------ Supplied material
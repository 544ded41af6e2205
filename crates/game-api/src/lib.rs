//! Game API - HTTP transport for the game backend
//!
//! Exposes the game services over HTTP/JSON:
//! - Ship visuals: `/generate_visual`, `/generateShip`
//! - Leaderboard: `/leaderboard/:game_mode`, `/leaderboard/user/:address/:game_mode`, `/submit_score`
//! - Destroyed ships: `/destroy_ship`, `/user/:address/ships_destroyed`

pub mod error;
pub mod handlers;
pub mod http_server;

pub use error::ApiError;
pub use handlers::ApiContext;
pub use http_server::HttpApiServer;

use std::time::Duration;

/// API server configuration
#[derive(Clone, Debug)]
pub struct ApiServerConfig {
    /// HTTP bind address
    pub http_addr: String,
    /// Allowed CORS origins (empty = any)
    pub cors_origins: Vec<String>,
    /// Per-request timeout
    pub request_timeout: Duration,
}

impl Default for ApiServerConfig {
    fn default() -> Self {
        Self {
            http_addr: "127.0.0.1:5000".to_string(),
            cors_origins: Vec::new(),
            request_timeout: Duration::from_secs(10),
        }
    }
}
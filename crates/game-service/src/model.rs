//! Game Service State
//!
//! Documents stored in the `leaderboard` and `destroyed_ships` collections.
//! Field names match what the game client reads.

use chrono::{DateTime, Utc};
use serde::{Deserialize, Serialize, Serializer};
use std::fmt;
use std::str::FromStr;

/// Leaderboard partition
#[derive(Serialize, Deserialize, Clone, Copy, Debug, PartialEq, Eq, Hash)]
#[serde(rename_all = "SCREAMING_SNAKE_CASE")]
pub enum GameMode {
    Free,
    Competitive,
}

impl GameMode {
    pub const ALL: [GameMode; 2] = [GameMode::Free, GameMode::Competitive];

    pub fn as_str(&self) -> &'static str {
        match self {
            GameMode::Free => "FREE",
            GameMode::Competitive => "COMPETITIVE",
        }
    }
}

impl fmt::Display for GameMode {
    fn fmt(&self, f: &mut fmt::Formatter<'_>) -> fmt::Result {
        f.write_str(self.as_str())
    }
}

#[derive(Debug, Clone, PartialEq, Eq)]
pub struct UnknownGameMode(pub String);

impl fmt::Display for UnknownGameMode {
    fn fmt(&self, f: &mut fmt::Formatter<'_>) -> fmt::Result {
        write!(f, "unknown game mode {:?}", self.0)
    }
}

impl std::error::Error for UnknownGameMode {}

impl FromStr for GameMode {
    type Err = UnknownGameMode;

    fn from_str(s: &str) -> Result<Self, Self::Err> {
        GameMode::ALL
            .into_iter()
            .find(|mode| mode.as_str() == s)
            .ok_or_else(|| UnknownGameMode(s.to_string()))
    }
}

/// Non-negative number that may be integral or fractional
///
/// Integral values go back out on the wire as JSON integers, so a score
/// submitted as `100` is reported as `100`, not `100.0`.
#[derive(Deserialize, Clone, Copy, Debug, PartialEq, PartialOrd, Default)]
#[serde(transparent)]
pub struct Numeric(f64);

impl Numeric {
    /// Largest integer f64 represents exactly
    const MAX_EXACT: f64 = 9_007_199_254_740_992.0;

    /// `None` for negative, NaN or infinite values
    pub fn new(value: f64) -> Option<Self> {
        (value.is_finite() && value >= 0.0).then_some(Self(value))
    }

    pub fn get(&self) -> f64 {
        self.0
    }

    fn as_integer(&self) -> Option<u64> {
        (self.0.fract() == 0.0 && self.0 <= Self::MAX_EXACT).then_some(self.0 as u64)
    }
}

impl From<u32> for Numeric {
    fn from(value: u32) -> Self {
        Self(value as f64)
    }
}

impl fmt::Display for Numeric {
    fn fmt(&self, f: &mut fmt::Formatter<'_>) -> fmt::Result {
        match self.as_integer() {
            Some(n) => write!(f, "{}", n),
            None => write!(f, "{}", self.0),
        }
    }
}

impl Serialize for Numeric {
    fn serialize<S: Serializer>(&self, serializer: S) -> Result<S::Ok, S::Error> {
        // Binary encodings always carry the raw f64
        match self.as_integer() {
            Some(n) if serializer.is_human_readable() => serializer.serialize_u64(n),
            _ => serializer.serialize_f64(self.0),
        }
    }
}

/// One player's best run in one game mode
#[derive(Serialize, Deserialize, Clone, Debug, PartialEq)]
pub struct LeaderboardEntry {
    /// Player wallet address
    pub address: String,
    pub score: Numeric,
    pub combo: u64,
    pub game_mode: GameMode,
    /// Set by the server on every insert or update
    pub timestamp: DateTime<Utc>,
}

impl LeaderboardEntry {
    pub fn belongs_to(&self, address: &str, game_mode: &str) -> bool {
        self.address == address && self.game_mode.as_str() == game_mode
    }
}

/// A ship destroyed in play
#[derive(Serialize, Deserialize, Clone, Debug, PartialEq)]
pub struct DestroyedShipEvent {
    /// Owner address
    pub address: String,
    /// Ship token id
    #[serde(rename = "id_ship")]
    pub ship_id: Numeric,
}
------------
▶ **Exercise**
Scan the records for the string "Deserialize" and show every line that contains it.

▶ **Response area**
use serde::{Deserialize, Serialize, Serializer};
#[derive(Serialize, Deserialize, Clone, Copy, Debug, PartialEq, Eq, Hash)]
#[derive(Deserialize, Clone, Copy, Debug, PartialEq, PartialOrd, Default)]
#[derive(Serialize, Deserialize, Clone, Debug, PartialEq)]
#[derive(Serialize, Deserialize, Clone, Debug, PartialEq)]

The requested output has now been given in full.